Je disais en introduction que le but de l’article était de m’ouvrir les yeux autant que d’essayer d’ouvrir les yeux à d’autres. Maintenant que j’ai bien étalé ma morale, il est temps de me faire la morale à moi-même : je suis privilégié. Être privilégié, ce n’est pas juste une raison de se plaindre que la discrimination est inversée, que c’est la majorité qui est maintenant shamée. Être cisgenre, ce n’est pas seulement « ne pas avoir de problèmes d’identité », c’est ne pas avoir conscience de ceux des autres.

Une belle preuve que la société occidentale a encodé le privilège et l’intolérance est fournie par cet article, qui explique que les Amérindiens ne normaient pas les genres avant la colonisation européenne (mes traductions).

[…] people who had both female and male characteristics were viewed as gifted by nature.

Le fait d’avoir des caractéristiques à la fois masculines et féminines était considéré comme un don.

The Two Spirit culture of Native Americans was one of the first things Europeans worked to destroy and cover up.

La culture amérindienne des « deux esprits » fut une des premières choses que les Européens s’employèrent à détruire et à cacher.

[…] people were valued for their contributions to the tribe, regardless of the gender attributes they exhibited. Parents did not assign gender roles to children either, and children’s clothing tended to be gender neutral. There were no ideas or ideals about how a person should love; it was simply a natural act that occurred without judgment.

Les personnes étaient valorisées pour leur contribution à la tribu, et ce peu importe leurs attributs de genre visibles. Les parents n’assignaient pas de genre à leurs enfants, et les vêtements de ces derniers tendaient à la neutralité. Il n’y avait pas de conceptions ou d’idéaux sur la manière d’aimer ; c’était un acte naturel qui se produisait sans jugement.

L’article n’est pas très neutre et assez idéaliste, mais il illustre très bien ce que je reproche à la majorité : de rejeter en bloc les arguments revendicatifs sous prétexte qu’ils sont d’émergence récente dans notre société, parce qu’il en résulte que la majorité oublie de se mettre à la place de ceux qu’elle dénigre, et qu’on n’a aucune idée que leurs idées ne sont, en fait, pas du tout nouvelles.

Et ce n’est pas parce que je fais des reproches à la majorité que je m’en dissocie ; il est vraiment difficile d’être sûr de soi, du fait même qu’on est inconscient des sentiments d’autrui (inconscient du fait que mégenrer peut faire souffrir, par exemple), et je ne suis pas spécialement à l’aise à l’écriture de ce billet car je suis sûr que j’en regretterai certains passages assez vite. Mais l’écrire, c’est tracer une piste de réflexion pour d’autres et à moi-même, de sorte que les efforts qui l’auront suscité et qu’il suscitera ne pourront qu’aller dans une direction plus saine.

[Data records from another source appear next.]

// WaveTrend Oscillator - the CipherB wt1/wt2 pair over typical price
// Constants are fixed on purpose: alerts must match the charting script

use crate::core::errors::AnalysisError;
use crate::core::types::Candle;
use crate::indicators::moving_average::{ema_first_seeded, sma};

pub const CHANNEL_LEN: usize = 9;
pub const AVERAGE_LEN: usize = 12;
pub const MA_LEN: usize = 3;
pub const OVERSOLD: f64 = -60.0;
pub const OVERBOUGHT: f64 = 60.0;
pub const MIN_CANDLES: usize = 25;

/// Aligned wt1/wt2 arrays. wt1 is defined from index 0, wt2 from
/// index MA_LEN - 1.
#[derive(Debug, Clone)]
pub struct WaveTrendSeries {
    pub wt1: Vec<f64>,
    pub wt2: Vec<f64>,
}

impl WaveTrendSeries {
    pub fn len(&self) -> usize {
        self.wt1.len()
    }

    pub fn is_empty(&self) -> bool {
        self.wt1.is_empty()
    }
}

/// Compute the WaveTrend chain over a candle series:
/// src = hlc3, esa = EMA(src, 9), de = EMA(|src - esa|, 9),
/// ci = (src - esa) / (0.015 * de), wt1 = EMA(ci, 12), wt2 = SMA(wt1, 3).
pub fn wavetrend(candles: &[Candle]) -> Result<WaveTrendSeries, AnalysisError> {
    if candles.len() < MIN_CANDLES {
        return Err(AnalysisError::insufficient(MIN_CANDLES, candles.len()));
    }

    let src: Vec<f64> = candles.iter().map(|c| c.hlc3()).collect();
    let esa = ema_first_seeded(&src, CHANNEL_LEN);

    let deviation: Vec<f64> = src
        .iter()
        .zip(esa.iter())
        .map(|(s, e)| (s - e).abs())
        .collect();
    let de = ema_first_seeded(&deviation, CHANNEL_LEN);

    // Flat series has de == 0; the channel index is defined as 0 there
    let ci: Vec<f64> = src
        .iter()
        .zip(esa.iter())
        .zip(de.iter())
        .map(|((s, e), d)| {
            if *d == 0.0 {
                0.0
            } else {
                (s - e) / (0.015 * d)
            }
        })
        .collect();

    let wt1 = ema_first_seeded(&ci, AVERAGE_LEN);
    let wt2 = sma(&wt1, MA_LEN);

    Ok(WaveTrendSeries { wt1, wt2 })
}

// ============================================================================
// TESTS
// ============================================================================

#[cfg(test)]
mod tests {
    use super::*;

    fn candles_from_closes(closes: &[f64]) -> Vec<Candle> {
        closes
            .iter()
            .enumerate()
            .map(|(i, &c)| {
                Candle::new(i as i64 * 7_200_000, c, c * 1.001, c * 0.999, c, 1_000.0)
            })
            .collect()
    }

    #[test]
    fn test_too_few_candles() {
        let candles = candles_from_closes(&vec![100.0; 24]);
        let err = wavetrend(&candles).unwrap_err();
        assert!(err.is_insufficient_data());
    }

    #[test]
    fn test_flat_series_is_zero() {
        let candles = candles_from_closes(&vec![100.0; 40]);
        let wt = wavetrend(&candles).unwrap();
        assert!(wt.wt1.iter().all(|v| *v == 0.0));
        assert_eq!(wt.wt2[MA_LEN - 1], 0.0);
        assert_eq!(*wt.wt2.last().unwrap(), 0.0);
    }

    #[test]
    fn test_sustained_decline_goes_deeply_negative() {
        let mut closes = Vec::new();
        let mut price = 100.0;
        for _ in 0..50 {
            closes.push(price);
            price *= 0.99;
        }
        let candles = candles_from_closes(&closes);
        let wt = wavetrend(&candles).unwrap();
        let last1 = *wt.wt1.last().unwrap();
        let last2 = *wt.wt2.last().unwrap();
        assert!(last1 < -50.0, "wt1 was {}", last1);
        assert!(last2 < -50.0, "wt2 was {}", last2);
    }

    #[test]
    fn test_sustained_rally_mirrors_decline() {
        let mut down = Vec::new();
        let mut price = 100.0;
        for _ in 0..50 {
            down.push(price);
            price *= 0.99;
        }
        // Mirror highs/lows too so hlc3 reflects exactly around 200
        let mirrored: Vec<Candle> = down
            .iter()
            .enumerate()
            .map(|(i, &c)| {
                Candle::new(
                    i as i64 * 7_200_000,
                    200.0 - c,
                    200.0 - c * 0.999,
                    200.0 - c * 1.001,
                    200.0 - c,
                    1_000.0,
                )
            })
            .collect();

        let wt_down = wavetrend(&candles_from_closes(&down)).unwrap();
        let wt_up = wavetrend(&mirrored).unwrap();
        for (a, b) in wt_down.wt1.iter().zip(wt_up.wt1.iter()) {
            assert!((a + b).abs() < 1e-6, "wt1 not mirrored: {} vs {}", a, b);
        }
        assert!(*wt_up.wt1.last().unwrap() > 50.0);
    }
}
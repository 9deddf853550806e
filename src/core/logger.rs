// Structured Logging - tracing subscriber setup for the scanner
// Safe to call repeatedly; only the first call installs the subscriber

use std::sync::Once;
use tracing::Level;
use tracing_subscriber::EnvFilter;

use crate::core::config::LoggingConfig;

static INIT: Once = Once::new();

/// Install the global tracing subscriber. `RUST_LOG` still takes
/// precedence over the configured level for per-target tuning.
pub fn setup_logging(log_level: &str, json_format: bool, console_output: bool) {
    let level = match log_level.to_uppercase().as_str() {
        "TRACE" => Level::TRACE,
        "DEBUG" => Level::DEBUG,
        "INFO" => Level::INFO,
        "WARN" | "WARNING" => Level::WARN,
        "ERROR" => Level::ERROR,
        _ => Level::INFO,
    };

    INIT.call_once(|| {
        let filter = EnvFilter::from_default_env().add_directive(level.into());

        if console_output {
            if json_format {
                tracing_subscriber::fmt()
                    .json()
                    .with_target(true)
                    .with_thread_ids(true)
                    .with_env_filter(filter)
                    .init();
            } else {
                tracing_subscriber::fmt()
                    .with_target(true)
                    .with_env_filter(filter)
                    .init();
            }
        } else {
            tracing_subscriber::fmt()
                .with_env_filter(filter)
                .with_writer(std::io::sink)
                .init();
        }

        tracing::info!(log_level = %log_level, json = json_format, "Logging initialized");
    });
}

/// Convenience wrapper over the config section.
pub fn setup_from_config(config: &LoggingConfig) {
    setup_logging(&config.level, config.json_format, config.console_output);
}

#[cfg(test)]
mod tests {
    use super::*;

    #[test]
    fn test_setup_logging_idempotent() {
        setup_logging("DEBUG", false, true);
        // Second call must be a no-op, not a panic
        setup_logging("INFO", true, true);
    }
}
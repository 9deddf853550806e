// Error Taxonomy - Shared error types for analysis, storage and providers
// Nothing here is process-fatal; callers log, skip the affected unit and continue

use thiserror::Error;

/// Errors produced while computing indicators over a candle series.
///
/// `InsufficientData` means "no signal", never a failure: detectors that
/// cannot see enough history simply stay quiet for that symbol this cycle.
#[derive(Debug, Error, Clone, PartialEq)]
pub enum AnalysisError {
    #[error("insufficient data: need {required} candles, have {actual}")]
    InsufficientData { required: usize, actual: usize },

    #[error("invalid candle data: {0}")]
    InvalidCandle(String),
}

impl AnalysisError {
    pub fn insufficient(required: usize, actual: usize) -> Self {
        Self::InsufficientData { required, actual }
    }

    pub fn is_insufficient_data(&self) -> bool {
        matches!(self, Self::InsufficientData { .. })
    }
}

/// Errors from the key-value state stores backing dedup and escalation.
///
/// Read failures are handled fail-open (missing record assumed), write
/// failures are logged and the event is still forwarded once.
#[derive(Debug, Error)]
pub enum StoreError {
    #[error("store io error: {0}")]
    Io(#[from] std::io::Error),

    #[error("store serialization error: {0}")]
    Serde(#[from] serde_json::Error),
}

/// Failures reported by external collaborators (candle feeds, symbol
/// universe, notification transport).
#[derive(Debug, Error)]
pub enum ProviderError {
    #[error("transient provider failure: {0}")]
    Transient(String),

    #[error("provider failure: {0}")]
    Permanent(String),
}

impl ProviderError {
    pub fn is_retryable(&self) -> bool {
        matches!(self, Self::Transient(_))
    }
}

// ============================================================================
// TESTS
// ============================================================================
// Indicators Module - Pure calculators producing aligned arrays
// No detector state here; these are plain math over candle slices

pub mod bollinger;
pub mod moving_average;
pub mod wavetrend;

// Re-export commonly used items for convenience
pub use bollinger::{band_width, BandWidthPoint, BandWidthSeries};
pub use moving_average::{ema_first_seeded, ema_sma_seeded, rolling_max, rolling_min, sma};
pub use wavetrend::{wavetrend, WaveTrendSeries, MIN_CANDLES, OVERBOUGHT, OVERSOLD};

C’est pourquoi j’assume encore de penser qu’il est regrettable que la société doive éveiller la dysphorie de genre. Mais ce n’est pas un argument ; elle existe, et en nier l’existence serait un signe d’égoïsme pur et simple. Je n’ai jamais eu de difficulté à m’expliquer le fait d’être transgenre (sauf que je ne le suis pas moi-même) mais je dois encore m’apprendre à comprendre le genre neutre, le genre fluide, la bigenrie, la pangenrie… M’apprendre à les comprendre, pas à les tolérer. Car – ironie du sort ! – la tolérance est une construction sociale ; la tolérance est l’extrême inverse de la discrimination.

Devoir tolérer quelque chose, c’est déjà démontrer qu’on a du mal à l’accepter. Quelqu’un qu’on « tolère » vraiment, au sens fondamental du terme, est quelqu’un qu’on comprend sans avoir à réfléchir au « pourquoi ». La tolérance semble être une faveur qu’on fait aux incompris, comme si l’on se montrait généreux en étant tolérant. Les minorités n’ont que faire d’une faveur ; on doit les comprendre, pas les tolérer. Tolérer, c’est maquiller l’incompréhension par de la gentillesse, ce n’est pas lutter contre le mal.

(Voilà d’ailleurs un bon exemple d’évolution involontaire de la langue : le mot « tolérance » est déformé sans qu’on le veuille tandis que la question des genres n’est pas prête d’être réglée. Le mot « acceptation » suivra, je pense.)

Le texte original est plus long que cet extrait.